The dose-response is hormetic (inverted U-shape): low doses enhance mitochondrial function and act as antioxidants; high doses flip to pro-oxidant and cause harm. More is not better.
Small human studies show improved memory retrieval, enhanced brain connectivity, and doubled contextual memory retention; but these are single-dose studies and long-term data in healthy people doesn’t exist yet.
The Alzheimer’s trials (TauRx / LUCIDITY) use a pharmaceutical derivative of methylene blue (LMTM), not the compound itself. Promising results, but it’s not the same thing.
Only pharmaceutical / USP grade is safe for human use. Industrial and aquarium-grade methylene blue contains heavy metals and contaminants.
Methylene blue is a potent MAO-A inhibitor. Combining it with SSRIs, SNRIs, or other serotonergic drugs risks serotonin syndrome, which carries an FDA black-box warning and has been fatal.
G6PD deficiency is a hard contraindication; get tested before starting.
I’ve been taking it for two years, low dose, pharmaceutical grade. I notice better focus, more consistent energy, and less afternoon cognitive fade. I’m staying on it.
I think methylene blue is one of the more interesting compounds in the longevity space right now; it’s a compound that demands respect, the safety profile is excellent at low doses, but the drug interactions and sourcing risks are not trivial.
If you’re curious, start with a conversation with your longevity doctor, make sure you’re not on anything that interacts, confirm your G6PD status, and source it properly. And if you end up trying it, don’t panic when you pee blue/green…and also don’t panic if you don’t. If you start it on a Monday, see how you feel that same Monday and the following Mondays.
See you then,
Susan
Longevity in the Wild
At least once a day, a friend or family member sends me an Instagram post or screenshot with the same question: What do you think about this?
Usually, I can bat it back quickly…a thumbs up or down with a one-line explanation. But the other day, I got one that actually stopped me. A molecule inhibitor I had never heard of, tied to a question that immediately pulled me in: Ever hear of this for knee cartilage regrowth? The image: screenshot about 15-PGDH with the caption: “Scientists just regrew knee cartilage in one shot.”
…okay, now you have my attention. Down the rabbit hole I went.
15-PGDH is actually pretty interesting. It’s an enzyme we have naturally that breaks down prostaglandins, the signaling molecules involved in inflammation, pain, blood flow, and tissue repair. Stay with me, because this is where it gets counterintuitive: once those signals have done their job, 15-PGDH swoops in and turns them off.
What’s being explored in longevity circles is the opposite approach: inhibiting 15-PGDH. In other words, easing off the “off switch” so those repair signals stick around longer, potentially allowing the body to send more help to damaged tissue.

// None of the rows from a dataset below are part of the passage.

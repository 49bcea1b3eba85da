//! Project filtering by skill.
//!
//! The selected skill is passed in explicitly; keeping it in sync with the
//! `skill` query parameter is the router's job (see `route::Selection`).

use super::types::WorkItem;

/// Items carrying `selected` (ignoring case), or every item when nothing is selected.
///
/// Relative order is preserved in both cases. Takes any iterator of
/// references so a filtered result can be filtered again.
pub fn filter_items<'a, I>(items: I, selected: Option<&str>) -> Vec<&'a WorkItem>
where
    I: IntoIterator<Item = &'a WorkItem>,
{
    match selected {
        None => items.into_iter().collect(),
        Some(skill) => items.into_iter().filter(|item| item.has_tag(skill)).collect(),
    }
}

/// Result of filtering, together with the selection that produced it.
///
/// Distinguishes "no filter applied" from "filter matched nothing".
#[derive(Debug, Clone, PartialEq, Eq)]
pub struct Filtered<'a> {
    selected: Option<&'a str>,
    items: Vec<&'a WorkItem>,
}

impl<'a> Filtered<'a> {
    pub fn new(items: &'a [WorkItem], selected: Option<&'a str>) -> Self {
        Self {
            selected,
            items: filter_items(items, selected),
        }
    }

    pub const fn selected(&self) -> Option<&'a str> {
        self.selected
    }

    pub fn items(&self) -> &[&'a WorkItem] {
        &self.items
    }

    /// A skill was selected, whatever the outcome.
    pub const fn is_filtered(&self) -> bool {
        self.selected.is_some()
    }

    /// Nothing to show. Only possible when filtered or the catalog is empty.
    pub fn is_empty(&self) -> bool {
        self.items.is_empty()
    }

    pub fn len(&self) -> usize {
        self.items.len()
    }
}

#[cfg(test)]
mod tests {
    use super::*;

    fn item(id: &str, tags: &[&str]) -> WorkItem {
        WorkItem {
            id: id.into(),
            title: id.to_uppercase(),
            description: String::new(),
            tags: tags.iter().map(|t| (*t).to_owned()).collect(),
            image: format!("{id}.jpg"),
            live_url: None,
            source_url: None,
            featured: false,
        }
    }

    fn ids(items: &[&WorkItem]) -> Vec<String> {
        items.iter().map(|i| i.id.clone()).collect()
    }

    fn sample() -> Vec<WorkItem> {
        vec![item("a", &["React", "Python"]), item("b", &["Go"])]
    }

    #[test]
    fn test_filter_case_insensitive() {
        let items = sample();
        assert_eq!(ids(&filter_items(&items, Some("python"))), ["a"]);
        assert_eq!(ids(&filter_items(&items, Some("GO"))), ["b"]);
    }

    #[test]
    fn test_filter_no_match_is_empty() {
        let items = sample();
        assert!(filter_items(&items, Some("Rust")).is_empty());
    }

    #[test]
    fn test_filter_absent_returns_all_in_order() {
        let items = sample();
        assert_eq!(ids(&filter_items(&items, None)), ["a", "b"]);
    }

    #[test]
    fn test_filter_exact_tag_only() {
        // "Node" must not match "Node.js"
        let items = vec![item("a", &["Node.js"]), item("b", &["Node"])];
        assert_eq!(ids(&filter_items(&items, Some("node"))), ["b"]);
    }

    #[test]
    fn test_filter_preserves_order() {
        let items = vec![
            item("c", &["Docker"]),
            item("a", &["React"]),
            item("b", &["docker", "Go"]),
        ];
        assert_eq!(ids(&filter_items(&items, Some("Docker"))), ["c", "b"]);
    }

    #[test]
    fn test_filter_only_matching_items() {
        let items = vec![
            item("a", &["React", "Python"]),
            item("b", &["Go"]),
            item("c", &["python", "Django"]),
            item("d", &["TypeScript"]),
        ];
        for skill in ["python", "GO", "django", "Rust", "react"] {
            for found in filter_items(&items, Some(skill)) {
                assert!(found.has_tag(skill), "{} lacks {skill}", found.id);
            }
        }
    }

    #[test]
    fn test_filter_idempotent() {
        let items = vec![
            item("a", &["React", "Python"]),
            item("b", &["Go"]),
            item("c", &["PYTHON"]),
        ];
        for selected in [None, Some("python"), Some("Go"), Some("Rust")] {
            let once = filter_items(&items, selected);
            let twice = filter_items(once.iter().copied(), selected);
            assert_eq!(once, twice);
        }
    }

    #[test]
    fn test_filtered_distinguishes_empty_from_unfiltered() {
        let items = sample();

        let all = Filtered::new(&items, None);
        assert!(!all.is_filtered());
        assert_eq!(all.len(), 2);

        let none = Filtered::new(&items, Some("Rust"));
        assert!(none.is_filtered());
        assert!(none.is_empty());
        assert_eq!(none.selected(), Some("Rust"));

        let empty_catalog = Filtered::new(&[], None);
        assert!(!empty_catalog.is_filtered());
        assert!(empty_catalog.is_empty());
    }
}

It’s essentially approaching healing from the other direction. Conceptually, this reminds me of 5-amino 1MQ…working by removing a constraint rather than adding something new. It’s a compelling idea, especially when you think about older injuries the body has stopped prioritizing. That said, this is still very early. The mechanism makes sense on paper, but human data isn’t there, and these same pathways are tightly tied to inflammation, so more isn’t automatically better. For now, I’m intrigued enough to keep watching…just not jumping in. Stay tuned.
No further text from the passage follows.